MongoDB Replication and Sharding- A Complete Introduction

Aditya Garg 27 Dec, 2022 • 8 min read

This article was published as a part of the Data Science Blogathon.

Introduction

A NoSQL database is a non-relational database that does not use the traditional table-based schema of a relational database. NoSQL databases are often used for big data and real-time web applications.

The main advantages of using a NoSQL database are that NoSQL databases can handle large amounts of data much more efficiently than relational databases. These databases are highly scalable, meaning they can be easily scaled up or down to meet the needs of a particular application.

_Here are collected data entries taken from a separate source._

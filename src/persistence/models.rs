//! Typed records decoded from hosted-database rows.

use serde::de::{self, Deserializer};
use serde::{Deserialize, Serialize};

use super::Row;

/// A row of the `user_episodes` table.
///
/// Columns: `id` (int8, generated), `user`, `episode`, `progress`
/// (nullable) and `created_at` (timestamptz, generated, kept as returned).
#[derive(Debug, Clone, PartialEq, Eq, Serialize, Deserialize)]
pub struct UserEpisode {
    /// Row id.
    #[serde(deserialize_with = "integral_id")]
    pub id: i64,
    /// User identifier (wallet address).
    pub user: String,
    /// Episode identifier (contract address).
    pub episode: String,
    /// Free-form progress marker; empty strings decode as `None`.
    #[serde(default, deserialize_with = "non_empty")]
    pub progress: Option<String>,
    /// Creation timestamp as stored.
    pub created_at: String,
}

impl UserEpisode {
    /// Decodes one row.
    ///
    /// # Errors
    ///
    /// Returns the decoder message if a required column is missing or has
    /// the wrong type.
    pub fn from_row(row: Row) -> Result<Self, String> {
        serde_json::from_value(serde_json::Value::Object(row)).map_err(|e| e.to_string())
    }
}

/// Accepts JSON integers and integral floats (some clients widen int8 to
/// a double).
fn integral_id<'de, D>(deserializer: D) -> Result<i64, D::Error>
where
    D: Deserializer<'de>,
{
    let number = serde_json::Number::deserialize(deserializer)?;
    if let Some(id) = number.as_i64() {
        return Ok(id);
    }
    match number.as_f64() {
        #[allow(clippy::cast_possible_truncation)]
        Some(f) if f.fract() == 0.0 && f >= i64::MIN as f64 && f < i64::MAX as f64 => {
            Ok(f as i64)
        }
        _ => Err(de::Error::custom(format!("id {number} is not an integer"))),
    }
}

fn non_empty<'de, D>(deserializer: D) -> Result<Option<String>, D::Error>
where
    D: Deserializer<'de>,
{
    let value = Option::<String>::deserialize(deserializer)?;
    Ok(value.filter(|s| !s.is_empty()))
}

#[cfg(test)]
#[allow(clippy::panic)]
mod tests {
    use serde_json::json;

    use super::*;

    fn row(value: serde_json::Value) -> Row {
        let serde_json::Value::Object(map) = value else {
            panic!("row must be an object");
        };
        map
    }

    #[test]
    fn decodes_integer_id() {
        let Ok(decoded) = UserEpisode::from_row(row(json!({
            "id": 7,
            "user": "alice",
            "episode": "ep1",
            "progress": null,
            "created_at": "2025-01-15T12:00:00+00:00"
        }))) else {
            panic!("row should decode");
        };
        assert_eq!(decoded.id, 7);
        assert!(decoded.progress.is_none());
    }

    #[test]
    fn decodes_integral_float_id() {
        let Ok(decoded) = UserEpisode::from_row(row(json!({
            "id": 42.0,
            "user": "alice",
            "episode": "ep1",
            "progress": "joined",
            "created_at": "2025-01-15T12:00:00+00:00"
        }))) else {
            panic!("row should decode");
        };
        assert_eq!(decoded.id, 42);
        assert_eq!(decoded.progress.as_deref(), Some("joined"));
    }

    #[test]
    fn empty_progress_is_none() {
        let Ok(decoded) = UserEpisode::from_row(row(json!({
            "id": 1,
            "user": "alice",
            "episode": "ep1",
            "progress": "",
            "created_at": "2025-01-15T12:00:00+00:00"
        }))) else {
            panic!("row should decode");
        };
        assert!(decoded.progress.is_none());
    }

    #[test]
    fn fractional_id_is_rejected() {
        let result = UserEpisode::from_row(row(json!({
            "id": 1.5,
            "user": "alice",
            "episode": "ep1",
            "created_at": "2025-01-15T12:00:00+00:00"
        })));
        assert!(result.is_err());
    }

    #[test]
    fn missing_column_is_rejected() {
        let result = UserEpisode::from_row(row(json!({
            "id": 1,
            "episode": "ep1",
            "created_at": "2025-01-15T12:00:00+00:00"
        })));
        assert!(result.is_err());
    }

    #[test]
    fn string_id_is_rejected() {
        let result = UserEpisode::from_row(row(json!({
            "id": "1",
            "user": "alice",
            "episode": "ep1",
            "created_at": "2025-01-15T12:00:00+00:00"
        })));
        assert!(result.is_err());
    }
}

Further, NoSQL databases are generally much easier to use and more flexible than relational databases, making them a good choice for applications that require a high degree of flexibility. They are often much faster than relational databases, making them a good choice for applications that require real-time response times.

What is MongoDB Database?

MongoDB is a powerful document-oriented database system. It has an index-based search feature that makes data retrieval quick and easy. MongoDB also offers a scalability feature, handling extensive scale data. To get an in-depth knowledge of MongoDB, click here.

Unlike SQL databases, which store data in tables of rows or columns, each record in a MongoDB database is a document specified in BSON, a binary representation of the data. This information can then be retrieved by applications in JSON format.

Document databases are extremely adaptable, allowing for variations in document structure and the storage of partially completed documents. Others can be embedded in a single document. Fields in a document function similarly to columns in a SQL database, and they, too, can be indexed to improve search performance.

MongoDB was founded on a scale-out design, which allows many small machines to collaborate to develop fast systems and process massive volumes of data.

In this article, we will discuss Database Replication and Sharding. We will also discuss how MongoDB implements these techniques to make it Available, Consistent, and Partition Tolerant.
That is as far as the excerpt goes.